The lab of CU Cancer Center investigator, Jennifer Richer, PhD, has been hot on the trail of new treatments against triple-negative breast cancer (TNBC), an especially dangerous form of the disease. Recently, the lab has been exploring changes that allow these breast cancer cells to hide from the immune system while traveling through the body to seed new sites of metastasis. This line of research is paying off, showing chains of events that make TNBC especially aggressive. The question has been where these chains can be broken – where are the weak links?
In January 2020, Richer lab postdoctoral researcher, Michelle Williams, PhD, earned a National Cancer Institute F32 grant to support three years of work against a link in TNBC’s immune-cloaking chain that seems especially breakable. This “link” – a protein called HO-1 made by the gene HMOX1 – breaks down heme from red blood cells into waste products including bilirubin – newborns with jaundice due to excess bilirubin might take a drug called tin mesoporphyrin (SnMP) to block HO-1 and thus the breakdown of heme to even more bilirubin.
HO-1 and the bilirubin it produces may have another effect in disease, namely to slow immune system activity. In laboratory models, bilirubin has been shown to keep the immune system from attacking transplant organs, and, unfortunately, it seems that many cancers including TNBC use HO-1 as well. But does TNBC use HO-1 and bilirubin to tamp down the immune system’s action against tumors? The answer to this question is especially important because standard of care therapies like chemotherapy can increase HO-1 and bilirubin expression – and so disarming this response may make cancers more susceptible to chemo.
One aim of Dr. Williams’ studies is to explore this question of what, exactly, bilirubin is doing in and near TNBC tumors.
“We believe that the bilirubin produced by HO-1 can promote the infiltration of bad macrophages that are known to promote tumor progression. And bilirubin can also prevent macrophages from eating dead cells. When you treat with chemo that causes cell death, you want those dead tumor cells to be cleared by macrophages or you get a kind of wound that can further promote cancer,” Williams says.
In addition to understanding the role of HO-1 and bilirubin in cancer, Williams hopes to stop it.

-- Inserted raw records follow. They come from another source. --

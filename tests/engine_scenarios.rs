use std::collections::HashMap;
use std::sync::Arc;
use std::thread;

use serde_json::{Value, json};
use txrules::{
    ActionDescriptor, ActionOptions, ConditionDescriptor, EngineConfig, Record, Rule,
    RuleDescriptor, RuleEngine, RuleError, RuleRow, SplitMethod, iterate_ids,
};

fn setup() -> RuleEngine {
    let engine = RuleEngine::new(&EngineConfig::default());
    for descriptor in [
        RuleDescriptor::new("rename")
            .stage("pre")
            .condition(ConditionDescriptor::new("is", "imported_payee", json!("123 kroger")))
            .action(ActionDescriptor::new("set", Some("payee"), json!("kroger3"))),
        RuleDescriptor::new("broad")
            .condition(ConditionDescriptor::new("contains", "imported_payee", json!("kroger")))
            .action(ActionDescriptor::new("set", Some("payee"), json!("kroger4"))),
        RuleDescriptor::new("notes")
            .condition(ConditionDescriptor::new("is", "payee", json!("kroger4")))
            .action(ActionDescriptor::new("set", Some("notes"), json!("got it"))),
    ] {
        engine.insert_rule(&descriptor).expect("insert rule");
    }
    engine
}

fn record(value: Value) -> Record {
    Record::from_value(value).expect("record must be an object")
}

fn row(descriptor: &RuleDescriptor) -> RuleRow {
    RuleRow::from_descriptor(descriptor).expect("row")
}

#[test]
fn stages_run_in_order() {
    let engine = setup();
    let input = record(json!({ "imported_payee": "123 kroger", "date": "2020-08-11", "amount": 50 }));
    let result = engine.run_rules(&input).expect("run");
    assert_eq!(
        result,
        record(json!({
            "imported_payee": "123 kroger",
            "date": "2020-08-11",
            "amount": 50,
            "payee": "kroger4",
            "notes": "got it"
        }))
    );
}

#[test]
fn post_rules_see_everything() {
    let engine = setup();
    engine
        .insert_rule(
            &RuleDescriptor::new("post")
                .stage("post")
                .condition(ConditionDescriptor::new(
                    "oneOf",
                    "payee",
                    json!(["kroger", "kroger1", "kroger2", "kroger3", "kroger4"]),
                ))
                .action(ActionDescriptor::new("set", Some("notes"), json!("got it2"))),
        )
        .expect("insert rule");
    let input = record(json!({ "imported_payee": "123 kroger", "amount": 50 }));
    let result = engine.run_rules(&input).expect("run");
    assert_eq!(result.str("payee"), Some("kroger4"));
    assert_eq!(result.str("notes"), Some("got it2"));
}

#[test]
fn unmatched_record_is_unchanged() {
    let engine = setup();
    let input = record(json!({ "imported_payee": "lowes", "amount": 50 }));
    assert_eq!(engine.run_rules(&input).expect("run"), input);
}

#[test]
fn engine_splits_transactions() {
    let engine = RuleEngine::new(&EngineConfig::default());
    engine
        .insert_rule(
            &RuleDescriptor::new("split-groceries")
                .condition(ConditionDescriptor::new("is", "payee", json!("kroger")))
                .action(
                    ActionDescriptor::new("set-split-amount", None, json!(50))
                        .with_options(ActionOptions::split(1, SplitMethod::FixedPercent)),
                )
                .action(
                    ActionDescriptor::new("set-split-amount", None, Value::Null)
                        .with_options(ActionOptions::split(2, SplitMethod::Remainder)),
                ),
        )
        .expect("insert rule");
    let result = engine
        .run_rules(&record(json!({ "id": "t", "payee": "kroger", "amount": -1001 })))
        .expect("run");
    let amounts: Vec<i64> = result
        .subtransactions()
        .iter()
        .filter_map(Record::amount)
        .collect();
    assert_eq!(amounts, vec![-500, -501]);

    let disabled = RuleEngine::new(&EngineConfig {
        splits_enabled: false,
        ..EngineConfig::default()
    });
    let rule = engine.snapshot().expect("snapshot");
    let rule = rule.get("split-groceries").expect("rule present");
    disabled.insert_rule(&rule.serialize()).expect("insert rule");
    let result = disabled
        .run_rules(&record(json!({ "id": "t", "payee": "kroger", "amount": -1001 })))
        .expect("run");
    assert!(result.subtransactions().is_empty());
}

#[test]
fn changes_apply_as_one_batch() {
    let engine = setup();
    let mut tombstone = row(&RuleDescriptor::new("rename"));
    tombstone.tombstone = true;
    let replacement = row(
        &RuleDescriptor::new("notes")
            .condition(ConditionDescriptor::new("is", "payee", json!("kroger4")))
            .action(ActionDescriptor::new("set", Some("notes"), json!("changed"))),
    );
    let mut broken = row(&RuleDescriptor::new("broken"));
    broken.conditions = Some("{not json".to_string());

    let report = engine
        .apply_changes(&[tombstone, replacement, broken])
        .expect("apply");
    assert_eq!(report.removed, 1);
    assert_eq!(report.loaded, 1);
    assert_eq!(report.skipped.len(), 1);

    let snapshot = engine.snapshot().expect("snapshot");
    assert_eq!(snapshot.len(), 2);
    assert!(snapshot.get("rename").is_none());
    let result = engine
        .run_rules(&record(json!({ "imported_payee": "123 kroger" })))
        .expect("run");
    assert_eq!(result.str("notes"), Some("changed"));
}

#[test]
fn load_skips_bad_rows() {
    let engine = setup();
    let good = row(
        &RuleDescriptor::new("only")
            .condition(ConditionDescriptor::new("is", "notes", json!("x")))
            .action(ActionDescriptor::new("set", Some("category"), json!("food"))),
    );
    let mut not_array = row(&RuleDescriptor::new("object"));
    not_array.actions = Some("{}".to_string());
    let mut bad_op = row(&RuleDescriptor::new("bad-op"));
    bad_op.conditions = Some(r#"[{"op": "contains", "field": "amount", "value": 5}]"#.to_string());
    let mut deleted = good.clone();
    deleted.id = "deleted".to_string();
    deleted.tombstone = true;

    let report = engine
        .load(&[good, not_array, bad_op, deleted])
        .expect("load");
    assert_eq!(report.loaded, 1);
    assert_eq!(report.skipped.len(), 2);
    let snapshot = engine.snapshot().expect("snapshot");
    let ids: Vec<&str> = snapshot.rules().map(|r| r.id()).collect();
    assert_eq!(ids, vec!["only"], "load replaces the previous rules");
}

#[test]
fn rows_without_an_id_are_skipped() {
    let engine = setup();
    let good = row(
        &RuleDescriptor::new("only")
            .condition(ConditionDescriptor::new("is", "notes", json!("x")))
            .action(ActionDescriptor::new("set", Some("category"), json!("food"))),
    );
    let mut nameless = good.clone();
    nameless.id = String::new();

    let report = engine
        .load(&[good.clone(), nameless.clone()])
        .expect("load");
    assert_eq!(report.loaded, 1);
    assert_eq!(report.skipped.len(), 1);
    assert!(matches!(report.skipped[0], RuleError::Load { .. }));
    assert_eq!(engine.snapshot().expect("snapshot").len(), 1);

    let report = engine.apply_changes(&[nameless]).expect("apply");
    assert_eq!(report.loaded, 0);
    assert_eq!(report.skipped.len(), 1);
    assert!(engine.snapshot().expect("snapshot").get("only").is_some());
}

#[test]
fn delete_rule() {
    let engine = setup();
    assert!(engine.delete_rule("broad").expect("delete"));
    assert!(!engine.delete_rule("broad").expect("delete"));
    let result = engine
        .run_rules(&record(json!({ "imported_payee": "123 kroger" })))
        .expect("run");
    assert_eq!(result.str("payee"), Some("kroger3"));
    assert_eq!(result.get("notes"), None);
}

#[test]
fn mappings_remap_from_authored_values() {
    let engine = RuleEngine::new(&EngineConfig::default());
    engine
        .insert_rule(
            &RuleDescriptor::new("r")
                .condition(ConditionDescriptor::new("is", "payee", json!("p1")))
                .action(ActionDescriptor::new("set", Some("category"), json!("c1"))),
        )
        .expect("insert rule");
    let mappings = HashMap::from([
        ("p1".to_string(), "p2".to_string()),
        ("c1".to_string(), "c2".to_string()),
    ]);
    engine.set_mappings(mappings.clone()).expect("remap");
    engine.set_mappings(mappings).expect("remap again");

    let result = engine
        .run_rules(&record(json!({ "payee": "p2" })))
        .expect("run");
    assert_eq!(result.str("category"), Some("c2"));
    let unchanged = record(json!({ "payee": "p1" }));
    assert_eq!(engine.run_rules(&unchanged).expect("run"), unchanged);

    // rules inserted later are remapped too
    engine
        .insert_rule(
            &RuleDescriptor::new("late")
                .condition(ConditionDescriptor::new("is", "payee", json!("p1")))
                .action(ActionDescriptor::new("set", Some("notes"), json!("late"))),
        )
        .expect("insert rule");
    let result = engine
        .run_rules(&record(json!({ "payee": "p2" })))
        .expect("run");
    assert_eq!(result.str("notes"), Some("late"));

    engine.set_mappings(HashMap::new()).expect("clear");
    let result = engine.run_rules(&unchanged).expect("run");
    assert_eq!(result.str("category"), Some("c1"));
}

#[test]
fn rules_for_payee() {
    let engine = setup();
    let snapshot = engine.snapshot().expect("snapshot");
    let ids: Vec<String> = snapshot
        .rules_for_payee("kroger4")
        .iter()
        .map(|r| r.id().to_string())
        .collect();
    assert_eq!(ids, vec!["broad", "notes"]);
}

#[test]
fn iterate_ids_finds_all_the_ids() {
    let rule = |id: &str, conditions: Vec<ConditionDescriptor>, actions: Vec<ActionDescriptor>| {
        let mut descriptor = RuleDescriptor::new(id);
        descriptor.conditions = conditions;
        descriptor.actions = actions;
        Rule::new(&descriptor).expect("valid rule")
    };
    let rules = vec![
        rule(
            "first",
            vec![ConditionDescriptor::new("is", "payee", json!("id1"))],
            vec![ActionDescriptor::new("set", Some("notes"), json!("sar"))],
        ),
        rule(
            "second",
            vec![ConditionDescriptor::new("oneOf", "payee", json!(["id2", "id3"]))],
            vec![],
        ),
        rule(
            "third",
            vec![ConditionDescriptor::new("is", "notes", json!("James"))],
            vec![ActionDescriptor::new("set", Some("payee"), json!("id3"))],
        ),
        rule(
            "fourth",
            vec![
                ConditionDescriptor::new("is", "notes", json!("James")),
                ConditionDescriptor::new("gt", "amount", json!(5)),
            ],
            vec![],
        ),
        rule(
            "fifth",
            vec![
                ConditionDescriptor::new("is", "category", json!("id5")),
                ConditionDescriptor::new("gt", "amount", json!(5)),
                ConditionDescriptor::new("lt", "amount", json!(10)),
            ],
            vec![],
        ),
    ];
    let mut found = Vec::new();
    iterate_ids(&rules, "payee", |rule, _| {
        found.push(rule.id().to_string());
        false
    });
    assert_eq!(found, vec!["first", "second", "second", "third"]);
}

#[test]
fn readers_see_whole_snapshots() {
    let engine = Arc::new(RuleEngine::new(&EngineConfig::default()));
    let writer = {
        let engine = Arc::clone(&engine);
        thread::spawn(move || {
            for n in 0..50 {
                let rows: Vec<RuleRow> = (0..10)
                    .map(|i| {
                        row(&RuleDescriptor::new(&format!("r{i}"))
                            .condition(ConditionDescriptor::new("is", "notes", json!("x")))
                            .action(ActionDescriptor::new("set", Some("category"), json!(format!("c{n}")))))
                    })
                    .collect();
                engine.load(&rows).expect("load");
            }
        })
    };
    for _ in 0..200 {
        let snapshot = engine.snapshot().expect("snapshot");
        assert!(
            snapshot.is_empty() || snapshot.len() == 10,
            "partial rule set of {} rules",
            snapshot.len()
        );
    }
    writer.join().expect("writer thread");
    assert_eq!(engine.snapshot().expect("snapshot").len(), 10);
}

#[test]
fn inserts_racing_a_remap_end_up_remapped() {
    let engine = Arc::new(RuleEngine::new(&EngineConfig::default()));
    let inserters: Vec<_> = (0..4)
        .map(|t| {
            let engine = Arc::clone(&engine);
            thread::spawn(move || {
                for i in 0..25 {
                    engine
                        .insert_rule(
                            &RuleDescriptor::new(&format!("r{t}-{i}"))
                                .condition(ConditionDescriptor::new("is", "payee", json!("old")))
                                .action(ActionDescriptor::new("set", Some("notes"), json!("hit"))),
                        )
                        .expect("insert rule");
                }
            })
        })
        .collect();
    engine
        .set_mappings(HashMap::from([("old".to_string(), "new".to_string())]))
        .expect("remap");
    for inserter in inserters {
        inserter.join().expect("inserter thread");
    }

    let snapshot = engine.snapshot().expect("snapshot");
    assert_eq!(snapshot.len(), 100);
    let merged = record(json!({ "payee": "new" }));
    for rule in snapshot.rules() {
        assert!(rule.eval_conditions(&merged), "{} kept a stale payee", rule.id());
    }
}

“Almost all TNBC patients will get chemo at some point. Our hypothesis is that blocking HO-1 with the drug SnMP will make cancer cells more susceptible to death from chemotherapy – they won’t acquire the survival pathways they need to survive chemo or to metastasize,” Williams says. “We want to understand if we combine targeting HO-1 with chemo, if can we limit breast cancer mortality.”
The line of research follows a national trend in targeting cancer not only from the faulty genetics inside the disease, but also from the conditions of the tissue ecosystem that surrounds the disease, known as the tumor microenvironment. Now with promising preliminary results and funding to continue the hunt, Williams and other researchers in the Richer lab hope that turning off TNBC’s ability to dampen the immune system will keep cancer from becoming resistant to chemotherapy.